PROVIDED ENTRIES –
★ ★ ★ ★ ★
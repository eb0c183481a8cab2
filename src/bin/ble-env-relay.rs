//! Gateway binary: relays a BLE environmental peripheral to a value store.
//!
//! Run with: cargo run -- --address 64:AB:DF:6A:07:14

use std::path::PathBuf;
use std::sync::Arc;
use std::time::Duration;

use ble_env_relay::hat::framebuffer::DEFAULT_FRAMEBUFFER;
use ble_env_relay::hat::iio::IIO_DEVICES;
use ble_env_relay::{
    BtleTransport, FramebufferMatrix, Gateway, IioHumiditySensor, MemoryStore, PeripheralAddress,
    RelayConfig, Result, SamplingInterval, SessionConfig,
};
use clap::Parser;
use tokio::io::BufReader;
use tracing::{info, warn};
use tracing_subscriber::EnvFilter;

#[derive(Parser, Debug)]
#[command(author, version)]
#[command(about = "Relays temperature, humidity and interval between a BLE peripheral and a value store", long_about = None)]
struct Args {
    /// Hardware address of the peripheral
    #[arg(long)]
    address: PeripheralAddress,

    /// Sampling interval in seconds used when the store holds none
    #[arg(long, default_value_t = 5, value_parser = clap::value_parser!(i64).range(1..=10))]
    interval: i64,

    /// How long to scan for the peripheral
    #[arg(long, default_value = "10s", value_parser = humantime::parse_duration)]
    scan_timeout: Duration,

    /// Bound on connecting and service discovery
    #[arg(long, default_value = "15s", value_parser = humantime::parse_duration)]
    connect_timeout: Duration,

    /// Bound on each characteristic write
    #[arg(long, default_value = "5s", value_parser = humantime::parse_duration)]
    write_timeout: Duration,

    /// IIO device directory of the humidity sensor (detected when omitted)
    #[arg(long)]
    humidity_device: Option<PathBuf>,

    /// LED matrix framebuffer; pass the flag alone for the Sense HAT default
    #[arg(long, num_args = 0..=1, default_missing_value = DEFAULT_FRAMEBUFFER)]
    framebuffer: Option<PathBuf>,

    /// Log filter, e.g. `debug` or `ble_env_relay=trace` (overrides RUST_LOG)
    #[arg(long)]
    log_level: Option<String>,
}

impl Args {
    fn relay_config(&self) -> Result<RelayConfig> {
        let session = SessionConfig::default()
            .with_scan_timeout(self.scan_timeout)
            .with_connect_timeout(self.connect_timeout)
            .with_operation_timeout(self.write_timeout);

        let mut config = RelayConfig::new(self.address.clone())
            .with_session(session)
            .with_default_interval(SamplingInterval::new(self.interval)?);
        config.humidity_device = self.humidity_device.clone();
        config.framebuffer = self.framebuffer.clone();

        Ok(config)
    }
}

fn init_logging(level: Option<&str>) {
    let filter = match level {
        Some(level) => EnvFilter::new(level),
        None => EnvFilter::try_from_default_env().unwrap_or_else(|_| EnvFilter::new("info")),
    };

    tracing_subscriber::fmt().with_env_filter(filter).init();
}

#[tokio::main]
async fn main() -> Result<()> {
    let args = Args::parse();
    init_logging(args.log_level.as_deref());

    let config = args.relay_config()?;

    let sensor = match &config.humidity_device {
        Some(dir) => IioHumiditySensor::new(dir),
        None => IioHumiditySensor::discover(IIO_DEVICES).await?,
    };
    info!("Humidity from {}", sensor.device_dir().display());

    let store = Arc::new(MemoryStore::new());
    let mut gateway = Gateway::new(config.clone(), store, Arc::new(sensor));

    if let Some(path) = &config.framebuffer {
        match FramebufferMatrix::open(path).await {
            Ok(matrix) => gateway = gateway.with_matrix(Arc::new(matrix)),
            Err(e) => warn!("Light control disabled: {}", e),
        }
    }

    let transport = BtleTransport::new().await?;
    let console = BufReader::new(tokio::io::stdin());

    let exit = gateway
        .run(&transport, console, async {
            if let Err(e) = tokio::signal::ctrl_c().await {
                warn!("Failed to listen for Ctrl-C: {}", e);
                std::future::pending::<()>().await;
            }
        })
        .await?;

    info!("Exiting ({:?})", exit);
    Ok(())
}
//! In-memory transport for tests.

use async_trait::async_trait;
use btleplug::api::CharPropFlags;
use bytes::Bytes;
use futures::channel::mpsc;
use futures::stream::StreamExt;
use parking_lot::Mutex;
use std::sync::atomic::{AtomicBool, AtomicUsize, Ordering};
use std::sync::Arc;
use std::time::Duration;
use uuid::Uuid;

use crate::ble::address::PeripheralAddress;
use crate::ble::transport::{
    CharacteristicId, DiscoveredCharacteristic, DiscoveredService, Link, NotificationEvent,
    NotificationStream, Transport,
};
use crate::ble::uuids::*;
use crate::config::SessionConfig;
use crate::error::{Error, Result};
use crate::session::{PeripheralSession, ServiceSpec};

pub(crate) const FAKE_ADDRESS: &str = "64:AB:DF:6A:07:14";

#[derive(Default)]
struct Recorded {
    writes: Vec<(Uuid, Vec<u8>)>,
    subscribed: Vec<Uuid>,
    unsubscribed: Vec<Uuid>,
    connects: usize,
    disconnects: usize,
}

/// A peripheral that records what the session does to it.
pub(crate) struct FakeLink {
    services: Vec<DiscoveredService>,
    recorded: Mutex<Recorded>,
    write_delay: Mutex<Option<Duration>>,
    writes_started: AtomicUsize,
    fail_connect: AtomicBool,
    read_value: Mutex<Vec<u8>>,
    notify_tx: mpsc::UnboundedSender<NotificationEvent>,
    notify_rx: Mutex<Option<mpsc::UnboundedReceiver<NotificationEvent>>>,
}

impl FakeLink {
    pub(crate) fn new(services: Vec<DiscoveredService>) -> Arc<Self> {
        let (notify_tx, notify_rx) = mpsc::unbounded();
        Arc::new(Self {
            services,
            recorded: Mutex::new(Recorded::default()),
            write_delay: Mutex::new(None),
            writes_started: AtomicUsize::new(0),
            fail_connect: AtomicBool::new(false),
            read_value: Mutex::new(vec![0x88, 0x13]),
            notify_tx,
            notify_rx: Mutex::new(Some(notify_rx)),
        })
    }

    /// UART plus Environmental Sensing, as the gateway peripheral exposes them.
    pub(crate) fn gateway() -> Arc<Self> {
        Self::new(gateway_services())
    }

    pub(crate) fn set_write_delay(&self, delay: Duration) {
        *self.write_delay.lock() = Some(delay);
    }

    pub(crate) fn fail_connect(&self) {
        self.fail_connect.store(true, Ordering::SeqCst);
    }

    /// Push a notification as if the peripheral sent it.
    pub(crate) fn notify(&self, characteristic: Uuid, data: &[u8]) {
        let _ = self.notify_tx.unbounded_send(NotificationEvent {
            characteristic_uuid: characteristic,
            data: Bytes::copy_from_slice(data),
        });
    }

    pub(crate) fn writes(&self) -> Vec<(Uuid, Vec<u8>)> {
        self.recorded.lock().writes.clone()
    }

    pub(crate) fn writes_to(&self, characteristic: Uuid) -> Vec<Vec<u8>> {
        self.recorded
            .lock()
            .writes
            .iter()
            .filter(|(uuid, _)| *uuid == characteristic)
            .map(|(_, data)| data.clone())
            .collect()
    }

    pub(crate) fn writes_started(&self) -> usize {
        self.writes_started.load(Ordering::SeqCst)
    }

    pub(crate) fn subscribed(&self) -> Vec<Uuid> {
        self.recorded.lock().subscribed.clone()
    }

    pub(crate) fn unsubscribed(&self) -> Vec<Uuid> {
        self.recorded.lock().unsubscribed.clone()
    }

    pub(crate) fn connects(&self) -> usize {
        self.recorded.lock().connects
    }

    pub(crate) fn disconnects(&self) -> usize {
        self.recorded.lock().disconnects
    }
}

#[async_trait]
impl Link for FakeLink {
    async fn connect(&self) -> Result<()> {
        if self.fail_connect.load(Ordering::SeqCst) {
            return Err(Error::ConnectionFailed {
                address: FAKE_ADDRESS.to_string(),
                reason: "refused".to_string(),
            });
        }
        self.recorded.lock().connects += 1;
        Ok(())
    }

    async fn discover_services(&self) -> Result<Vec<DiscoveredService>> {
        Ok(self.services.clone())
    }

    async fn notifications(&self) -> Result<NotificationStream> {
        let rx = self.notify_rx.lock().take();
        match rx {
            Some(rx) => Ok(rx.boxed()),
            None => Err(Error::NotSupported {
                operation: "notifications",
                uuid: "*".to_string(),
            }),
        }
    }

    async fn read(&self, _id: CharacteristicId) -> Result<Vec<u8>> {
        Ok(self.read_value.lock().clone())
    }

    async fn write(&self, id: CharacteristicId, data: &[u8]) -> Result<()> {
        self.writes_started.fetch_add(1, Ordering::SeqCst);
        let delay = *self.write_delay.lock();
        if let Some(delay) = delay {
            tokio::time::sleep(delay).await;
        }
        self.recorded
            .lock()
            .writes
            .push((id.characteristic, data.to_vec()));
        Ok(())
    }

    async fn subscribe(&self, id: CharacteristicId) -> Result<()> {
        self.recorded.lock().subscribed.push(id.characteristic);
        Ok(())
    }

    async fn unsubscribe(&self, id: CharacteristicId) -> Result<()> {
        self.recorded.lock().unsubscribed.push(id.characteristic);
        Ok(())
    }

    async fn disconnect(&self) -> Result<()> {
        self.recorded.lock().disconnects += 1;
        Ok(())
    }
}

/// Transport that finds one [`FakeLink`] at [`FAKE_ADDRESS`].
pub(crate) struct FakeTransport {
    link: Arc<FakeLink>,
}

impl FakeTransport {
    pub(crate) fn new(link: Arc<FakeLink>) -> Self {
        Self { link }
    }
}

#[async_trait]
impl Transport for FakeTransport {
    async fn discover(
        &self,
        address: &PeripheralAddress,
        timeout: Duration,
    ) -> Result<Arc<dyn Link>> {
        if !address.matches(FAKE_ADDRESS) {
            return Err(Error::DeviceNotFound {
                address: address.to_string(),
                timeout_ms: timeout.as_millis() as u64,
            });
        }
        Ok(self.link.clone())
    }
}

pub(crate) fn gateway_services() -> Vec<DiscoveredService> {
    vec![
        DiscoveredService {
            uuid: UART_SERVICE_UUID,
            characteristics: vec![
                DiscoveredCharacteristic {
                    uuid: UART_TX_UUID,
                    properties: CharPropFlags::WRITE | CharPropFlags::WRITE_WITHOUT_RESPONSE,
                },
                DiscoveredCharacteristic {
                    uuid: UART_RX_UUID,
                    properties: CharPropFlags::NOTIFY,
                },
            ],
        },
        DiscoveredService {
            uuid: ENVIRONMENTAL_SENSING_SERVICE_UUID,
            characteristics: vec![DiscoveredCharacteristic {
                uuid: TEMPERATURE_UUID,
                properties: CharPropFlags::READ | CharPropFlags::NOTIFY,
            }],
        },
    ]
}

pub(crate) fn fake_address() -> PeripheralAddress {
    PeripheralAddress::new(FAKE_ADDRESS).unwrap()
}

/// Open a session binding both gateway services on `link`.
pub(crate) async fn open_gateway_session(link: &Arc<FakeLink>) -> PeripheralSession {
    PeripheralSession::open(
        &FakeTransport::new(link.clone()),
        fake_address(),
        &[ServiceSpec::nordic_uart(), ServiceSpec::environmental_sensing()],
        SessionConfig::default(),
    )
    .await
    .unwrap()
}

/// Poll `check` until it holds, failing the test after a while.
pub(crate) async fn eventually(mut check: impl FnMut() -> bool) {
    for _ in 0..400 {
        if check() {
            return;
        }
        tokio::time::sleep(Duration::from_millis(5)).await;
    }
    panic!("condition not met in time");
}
★ ★ ★ ★ ★
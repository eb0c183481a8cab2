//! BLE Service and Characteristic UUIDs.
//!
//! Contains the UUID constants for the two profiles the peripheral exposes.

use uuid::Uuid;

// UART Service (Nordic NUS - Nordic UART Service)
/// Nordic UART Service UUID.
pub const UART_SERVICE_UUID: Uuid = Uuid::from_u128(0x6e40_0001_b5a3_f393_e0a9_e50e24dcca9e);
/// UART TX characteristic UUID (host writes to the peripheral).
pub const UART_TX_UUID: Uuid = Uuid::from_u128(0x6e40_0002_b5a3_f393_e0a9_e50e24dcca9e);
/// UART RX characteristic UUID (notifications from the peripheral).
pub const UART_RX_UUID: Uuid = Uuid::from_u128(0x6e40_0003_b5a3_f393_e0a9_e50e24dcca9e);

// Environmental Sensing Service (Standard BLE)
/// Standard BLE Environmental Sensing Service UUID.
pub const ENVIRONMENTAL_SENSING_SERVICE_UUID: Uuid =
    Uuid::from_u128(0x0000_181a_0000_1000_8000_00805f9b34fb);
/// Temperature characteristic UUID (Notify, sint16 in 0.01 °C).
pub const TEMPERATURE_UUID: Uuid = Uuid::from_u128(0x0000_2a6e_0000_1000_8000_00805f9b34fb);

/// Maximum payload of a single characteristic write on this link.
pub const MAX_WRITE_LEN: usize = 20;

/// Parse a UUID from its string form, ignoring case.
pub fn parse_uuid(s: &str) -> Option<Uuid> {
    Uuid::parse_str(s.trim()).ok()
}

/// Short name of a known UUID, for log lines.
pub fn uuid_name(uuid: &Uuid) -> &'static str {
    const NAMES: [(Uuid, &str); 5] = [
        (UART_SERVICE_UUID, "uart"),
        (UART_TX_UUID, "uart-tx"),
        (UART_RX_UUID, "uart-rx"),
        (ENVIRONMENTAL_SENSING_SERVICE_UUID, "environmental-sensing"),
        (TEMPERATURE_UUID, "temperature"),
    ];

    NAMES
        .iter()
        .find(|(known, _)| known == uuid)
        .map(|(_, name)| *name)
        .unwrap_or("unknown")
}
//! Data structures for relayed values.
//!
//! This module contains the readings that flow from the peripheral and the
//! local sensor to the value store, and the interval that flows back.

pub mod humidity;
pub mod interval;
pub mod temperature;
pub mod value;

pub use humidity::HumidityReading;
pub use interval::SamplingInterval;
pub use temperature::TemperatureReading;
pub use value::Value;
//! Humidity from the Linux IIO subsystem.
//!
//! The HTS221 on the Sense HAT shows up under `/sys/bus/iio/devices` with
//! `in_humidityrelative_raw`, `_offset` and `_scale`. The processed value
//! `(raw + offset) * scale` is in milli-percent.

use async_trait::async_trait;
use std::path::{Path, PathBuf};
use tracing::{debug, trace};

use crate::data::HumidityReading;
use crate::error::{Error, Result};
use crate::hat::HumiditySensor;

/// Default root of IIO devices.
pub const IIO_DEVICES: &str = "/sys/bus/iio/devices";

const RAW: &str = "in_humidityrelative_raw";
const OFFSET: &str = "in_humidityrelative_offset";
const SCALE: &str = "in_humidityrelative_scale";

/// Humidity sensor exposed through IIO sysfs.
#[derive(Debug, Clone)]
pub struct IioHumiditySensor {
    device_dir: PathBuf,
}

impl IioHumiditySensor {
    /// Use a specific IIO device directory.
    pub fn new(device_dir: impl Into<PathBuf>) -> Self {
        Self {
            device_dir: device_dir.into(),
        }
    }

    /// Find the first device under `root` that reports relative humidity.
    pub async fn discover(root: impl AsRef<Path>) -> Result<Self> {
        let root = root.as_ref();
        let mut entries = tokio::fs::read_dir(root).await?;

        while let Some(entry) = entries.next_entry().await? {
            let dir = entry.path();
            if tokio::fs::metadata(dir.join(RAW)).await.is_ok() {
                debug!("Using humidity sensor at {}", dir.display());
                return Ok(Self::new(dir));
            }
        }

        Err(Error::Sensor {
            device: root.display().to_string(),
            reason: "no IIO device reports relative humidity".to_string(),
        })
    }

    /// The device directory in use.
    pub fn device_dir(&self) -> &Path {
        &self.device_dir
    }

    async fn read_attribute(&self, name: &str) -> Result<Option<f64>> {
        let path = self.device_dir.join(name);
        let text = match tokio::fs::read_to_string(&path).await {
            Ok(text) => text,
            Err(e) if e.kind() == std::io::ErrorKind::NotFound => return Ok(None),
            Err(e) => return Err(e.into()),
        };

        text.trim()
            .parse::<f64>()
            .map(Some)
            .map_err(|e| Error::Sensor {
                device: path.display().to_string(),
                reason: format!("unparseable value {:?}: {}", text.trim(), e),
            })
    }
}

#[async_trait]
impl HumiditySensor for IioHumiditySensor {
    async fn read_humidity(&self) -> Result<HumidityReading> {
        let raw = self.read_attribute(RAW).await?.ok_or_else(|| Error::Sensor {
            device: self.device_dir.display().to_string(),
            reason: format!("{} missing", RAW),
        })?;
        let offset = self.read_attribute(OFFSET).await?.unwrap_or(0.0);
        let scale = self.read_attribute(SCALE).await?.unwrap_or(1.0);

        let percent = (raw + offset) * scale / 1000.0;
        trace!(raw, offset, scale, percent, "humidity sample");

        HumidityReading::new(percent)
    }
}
★ ★ ★ ★ ★
EXERCISE DESCRIPTION – Determine the number of lines in the data above that hold "clap", and reply with that number alone.

ANSWER SPACE – 2